To calculate \( s_d \), the standard deviation of the differences \( d_i = Y_i - X_i \), follow these steps:
- Compute the differences \( d_i \) for each pair of \( Y_i \) and \( X_i \).
- Calculate the mean of these differences.
- Compute the squared differences from the mean for each \( d_i \).
- Find the variance by averaging these squared differences.
- Take the square root of the variance to get the standard deviation \( s_d \).

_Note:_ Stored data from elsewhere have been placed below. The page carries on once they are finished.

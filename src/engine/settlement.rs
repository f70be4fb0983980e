use crate::core::currency::DisplayCurrency;
use crate::core::error::{AmountField, SettlementError};
use crate::core::ledger::{PositionLedger, BALANCE_TOLERANCE};
use crate::core::participant::{check_unique_ids, Participant, ParticipantId};
use crate::core::transfer::{Transfer, TransferParty};
use log::{debug, trace};
use rust_decimal::Decimal;
use serde::{Deserialize, Serialize};

/// Balances smaller than this are treated as settled.
///
/// Dividing pool totals by the participant count is the one inexact step,
/// and it leaves residues around the 28th significant digit. Without a
/// threshold those residues would surface as sub-cent transfers.
pub const DUST_THRESHOLD: Decimal = Decimal::from_parts(1, 0, 0, false, 18);

/// Largest pool total the engine accepts for either invested or won (10^27).
///
/// Keeps every derived sum, including the sum of all transfers, inside
/// `Decimal`'s range.
pub const MAX_POOL_TOTAL: Decimal =
    Decimal::from_parts(3_892_314_112, 2_681_241_660, 54_210_108, false, 0);

/// Pool-wide sums of what went in and what came out.
#[derive(Debug, Clone, Copy, PartialEq, Eq, Default, Serialize, Deserialize)]
pub struct PoolTotals {
    pub total_invested: Decimal,
    pub total_won: Decimal,
}

impl PoolTotals {
    /// Pool profit (positive) or loss (negative).
    pub fn net_result(&self) -> Decimal {
        self.total_won - self.total_invested
    }
}

/// Which way a participant's money moves at settlement.
#[derive(Debug, Clone, Copy, PartialEq, Eq, Serialize, Deserialize)]
pub enum PositionStatus {
    /// Over-compensated: pays others.
    Pays,
    /// Under-compensated: receives from others.
    Receives,
    Even,
}

/// A participant's outcome compared to an equal split of the pool.
#[derive(Debug, Clone, PartialEq, Eq, Serialize, Deserialize)]
pub struct NetPosition {
    pub participant: ParticipantId,
    pub name: String,
    pub amount_invested: Decimal,
    pub amount_won: Decimal,
    pub fair_investment: Decimal,
    pub fair_winnings: Decimal,
    /// `amount_won - amount_invested`
    pub actual_result: Decimal,
    /// `fair_winnings - fair_investment`
    pub fair_result: Decimal,
    /// `actual_result - fair_result`. Positive means over-compensated.
    pub net_position: Decimal,
}

impl NetPosition {
    pub fn status(&self) -> PositionStatus {
        if self.net_position > DUST_THRESHOLD {
            PositionStatus::Pays
        } else if self.net_position < -DUST_THRESHOLD {
            PositionStatus::Receives
        } else {
            PositionStatus::Even
        }
    }

    fn party(&self) -> TransferParty {
        TransferParty::new(self.participant, self.name.clone())
    }
}

/// Everything derived from one settlement run.
#[derive(Debug, Clone, PartialEq, Eq, Serialize, Deserialize)]
pub struct SettlementPlan {
    totals: PoolTotals,
    participant_count: usize,
    fair_investment: Decimal,
    fair_winnings: Decimal,
    positions: Vec<NetPosition>,
    transfers: Vec<Transfer>,
}

impl SettlementPlan {
    pub fn totals(&self) -> PoolTotals {
        self.totals
    }

    pub fn participant_count(&self) -> usize {
        self.participant_count
    }

    /// What each participant would have invested under an equal split.
    pub fn fair_investment(&self) -> Decimal {
        self.fair_investment
    }

    /// What each participant would have won under an equal split.
    pub fn fair_winnings(&self) -> Decimal {
        self.fair_winnings
    }

    /// Net positions in input order.
    pub fn positions(&self) -> &[NetPosition] {
        &self.positions
    }

    pub fn position(&self, id: ParticipantId) -> Option<&NetPosition> {
        self.positions.iter().find(|p| p.participant == id)
    }

    /// Transfers in emission order.
    pub fn transfers(&self) -> &[Transfer] {
        &self.transfers
    }

    /// Ledger of net positions before any transfer is applied.
    pub fn opening_ledger(&self) -> PositionLedger {
        PositionLedger::from_positions(
            self.positions
                .iter()
                .map(|p| (p.participant, p.net_position)),
        )
    }

    /// Ledger after applying every transfer.
    pub fn closing_ledger(&self) -> PositionLedger {
        let mut ledger = self.opening_ledger();
        for transfer in &self.transfers {
            ledger.apply_transfer(transfer);
        }
        ledger
    }

    /// Net positions sum to zero.
    pub fn is_balanced(&self) -> bool {
        self.opening_ledger().is_balanced(BALANCE_TOLERANCE)
    }

    /// Applying every transfer leaves every participant at zero.
    pub fn is_closed(&self) -> bool {
        self.closing_ledger().is_settled(BALANCE_TOLERANCE)
    }

    /// Render the plan with a given currency.
    pub fn render(&self, currency: &DisplayCurrency) -> String {
        let mut out = String::new();
        out.push_str("=== Pool Summary ===\n");
        out.push_str(&format!(
            "Total Invested:            {}\n",
            currency.display(self.totals.total_invested)
        ));
        out.push_str(&format!(
            "Total Won:                 {}\n",
            currency.display(self.totals.total_won)
        ));
        out.push_str(&format!(
            "Net Result:                {}\n",
            currency.display(self.totals.net_result())
        ));
        out.push_str(&format!(
            "Fair Investment Per User:  {}\n",
            currency.display(self.fair_investment)
        ));
        out.push_str(&format!(
            "Fair Winnings Per User:    {}\n",
            currency.display(self.fair_winnings)
        ));

        out.push_str("\n=== Settlements ===\n");
        if self.transfers.is_empty() {
            out.push_str("No settlements needed.\n");
        }
        for t in &self.transfers {
            out.push_str(&format!(
                "{} should pay {} {}\n",
                t.from().name,
                t.to().name,
                currency.display(t.amount())
            ));
        }

        out.push_str("\n=== Individual Analysis ===\n");
        out.push_str(&format!(
            "{:<16} {:>14} {:>14} {:>14} {:>14} {:>14}\n",
            "Name", "Invested", "Fair Invest.", "Won", "Fair Winnings", "Net Position"
        ));
        for p in &self.positions {
            out.push_str(&format!(
                "{:<16} {:>14} {:>14} {:>14} {:>14} {:>14}\n",
                p.name,
                currency.format(p.amount_invested),
                currency.format(p.fair_investment),
                currency.format(p.amount_won),
                currency.format(p.fair_winnings),
                currency.format(p.net_position),
            ));
        }
        out
    }
}

impl std::fmt::Display for SettlementPlan {
    fn fmt(&self, f: &mut std::fmt::Formatter<'_>) -> std::fmt::Result {
        f.write_str(&self.render(&DisplayCurrency::default()))
    }
}

/// The settlement engine.
///
/// Stateless: every call derives totals, positions and transfers from the
/// participant slice it is given. The engine assumes inputs are already
/// validated (non-blank names, non-negative amounts); see
/// [`validate_all`](crate::core::participant::validate_all).
pub struct SettlementEngine;

impl SettlementEngine {
    /// Sum invested and won amounts. `(0, 0)` for an empty slice.
    ///
    /// Fails with [`SettlementError::AmountOverflow`] when either total
    /// exceeds [`MAX_POOL_TOTAL`].
    pub fn compute_totals(participants: &[Participant]) -> Result<PoolTotals, SettlementError> {
        participants
            .iter()
            .try_fold(PoolTotals::default(), |totals, p| -> Result<_, SettlementError> {
                Ok(PoolTotals {
                    total_invested: add_bounded(
                        totals.total_invested,
                        p.amount_invested(),
                        AmountField::Invested,
                    )?,
                    total_won: add_bounded(totals.total_won, p.amount_won(), AmountField::Won)?,
                })
            })
    }

    /// Compare each participant's result against an equal split of `totals`.
    ///
    /// Fails with [`SettlementError::EmptyPool`] when there are no participants
    /// and with [`SettlementError::DuplicateParticipant`] when two share an id.
    pub fn compute_net_positions(
        participants: &[Participant],
        totals: &PoolTotals,
    ) -> Result<Vec<NetPosition>, SettlementError> {
        if participants.is_empty() {
            return Err(SettlementError::EmptyPool);
        }
        check_unique_ids(participants)?;

        let n = Decimal::from(participants.len());
        let fair_investment = totals.total_invested / n;
        let fair_winnings = totals.total_won / n;
        let fair_result = fair_winnings - fair_investment;

        Ok(participants
            .iter()
            .map(|p| {
                let actual_result = p.actual_result();
                NetPosition {
                    participant: p.id(),
                    name: p.name().to_string(),
                    amount_invested: p.amount_invested(),
                    amount_won: p.amount_won(),
                    fair_investment,
                    fair_winnings,
                    actual_result,
                    fair_result,
                    net_position: actual_result - fair_result,
                }
            })
            .collect())
    }

    /// Greedily match over-compensated participants with under-compensated ones.
    ///
    /// # Algorithm
    ///
    /// 1. Split positions into payers (net > 0) and receivers (net < 0),
    ///    each keeping input order.
    /// 2. For each payer in order, walk the receivers in order and pay each
    ///    one `min(remaining, owed)` until the payer is exhausted.
    /// 3. Receivers' outstanding balances carry over from one payer to the
    ///    next, so a receiver settled by an earlier payer is skipped.
    ///
    /// Transfers come out in traversal order, so equal balances are settled
    /// by whichever receiver appears first in the input. At most
    /// `payers + receivers - 1` transfers are produced.
    ///
    /// Positions whose magnitude is at most [`DUST_THRESHOLD`] count as even:
    /// they are neither payers nor receivers and never appear in a transfer.
    /// Likewise no transfer of [`DUST_THRESHOLD`] or less is emitted.
    pub fn compute_settlements(positions: &[NetPosition]) -> Vec<Transfer> {
        let mut balances: Vec<Decimal> = positions.iter().map(|p| p.net_position).collect();
        let payers: Vec<usize> = (0..positions.len())
            .filter(|&i| balances[i] > DUST_THRESHOLD)
            .collect();
        let receivers: Vec<usize> = (0..positions.len())
            .filter(|&i| balances[i] < -DUST_THRESHOLD)
            .collect();
        debug!(
            "settling {} payers against {} receivers",
            payers.len(),
            receivers.len()
        );

        let mut transfers = Vec::new();
        for &payer in &payers {
            let mut remaining = balances[payer];

            for &receiver in &receivers {
                if remaining <= DUST_THRESHOLD {
                    break;
                }
                if balances[receiver] >= -DUST_THRESHOLD {
                    continue;
                }

                debug_assert_ne!(payer, receiver);
                let amount = remaining.min(-balances[receiver]);
                if amount <= DUST_THRESHOLD {
                    continue;
                }

                trace!(
                    "{} -> {}: {} (payer remaining {})",
                    positions[payer].name,
                    positions[receiver].name,
                    amount,
                    remaining - amount
                );
                transfers.push(Transfer::new(
                    positions[payer].party(),
                    positions[receiver].party(),
                    amount,
                ));
                remaining -= amount;
                balances[receiver] += amount;
            }

            balances[payer] = remaining;
        }

        debug!("emitted {} transfers", transfers.len());
        transfers
    }

    /// Compute the full settlement plan for a pool.
    ///
    /// # Examples
    ///
    /// ```
    /// use pool_settlement::core::participant::Participant;
    /// use pool_settlement::engine::settlement::SettlementEngine;
    /// use rust_decimal_macros::dec;
    ///
    /// let pool = vec![
    ///     Participant::new(1, "A", dec!(100), dec!(200)),
    ///     Participant::new(2, "B", dec!(100), dec!(0)),
    /// ];
    /// let plan = SettlementEngine::settle(&pool).unwrap();
    ///
    /// assert_eq!(plan.transfers().len(), 1);
    /// assert_eq!(plan.transfers()[0].to_string(), "A should pay B 100.00");
    /// assert!(plan.is_closed());
    /// ```
    pub fn settle(participants: &[Participant]) -> Result<SettlementPlan, SettlementError> {
        let totals = Self::compute_totals(participants)?;
        let positions = Self::compute_net_positions(participants, &totals)?;
        debug!(
            "pool of {}: invested {}, won {}",
            participants.len(),
            totals.total_invested,
            totals.total_won
        );
        let transfers = Self::compute_settlements(&positions);

        // Every position carries the same fair shares.
        let (fair_investment, fair_winnings) = positions
            .first()
            .map(|p| (p.fair_investment, p.fair_winnings))
            .unwrap_or_default();

        Ok(SettlementPlan {
            totals,
            participant_count: participants.len(),
            fair_investment,
            fair_winnings,
            positions,
            transfers,
        })
    }
}

fn add_bounded(
    total: Decimal,
    amount: Decimal,
    field: AmountField,
) -> Result<Decimal, SettlementError> {
    total
        .checked_add(amount)
        .filter(|sum| *sum <= MAX_POOL_TOTAL)
        .ok_or(SettlementError::AmountOverflow {
            field,
            limit: MAX_POOL_TOTAL,
        })
}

For each pair of values \( (X_i, Y_i) \), calculate the difference \( d_i = Y_i - X_i \). The differences are:
\[
d = [3.11, 2.29, -1.94, -0.48, -2.15, 2.17, 5.90, 2.75]
\]
Calculate the mean of the differences:
\[
\bar{d} = \frac{1}{n} \sum_{i=1}^{n} d_i = 1.4562
\]
For each difference \( d_i \), compute the squared difference from the mean:
\[
(d_i - \bar{d})^2 = [2.7349, 0.6951, 11.5345, 3.7491, 13.0050, 0.5094, 19.7469, 1.6738]
\]
Calculate the variance of the differences:
\[
s_d^2 = \frac{1}{n} \sum_{i=1}^{n} (d_i - \bar{d})^2 = 6.7061
\]
Take the square root of the variance to find the standard deviation:
\[
s_d = \sqrt{6.7061} = 2.5896
\]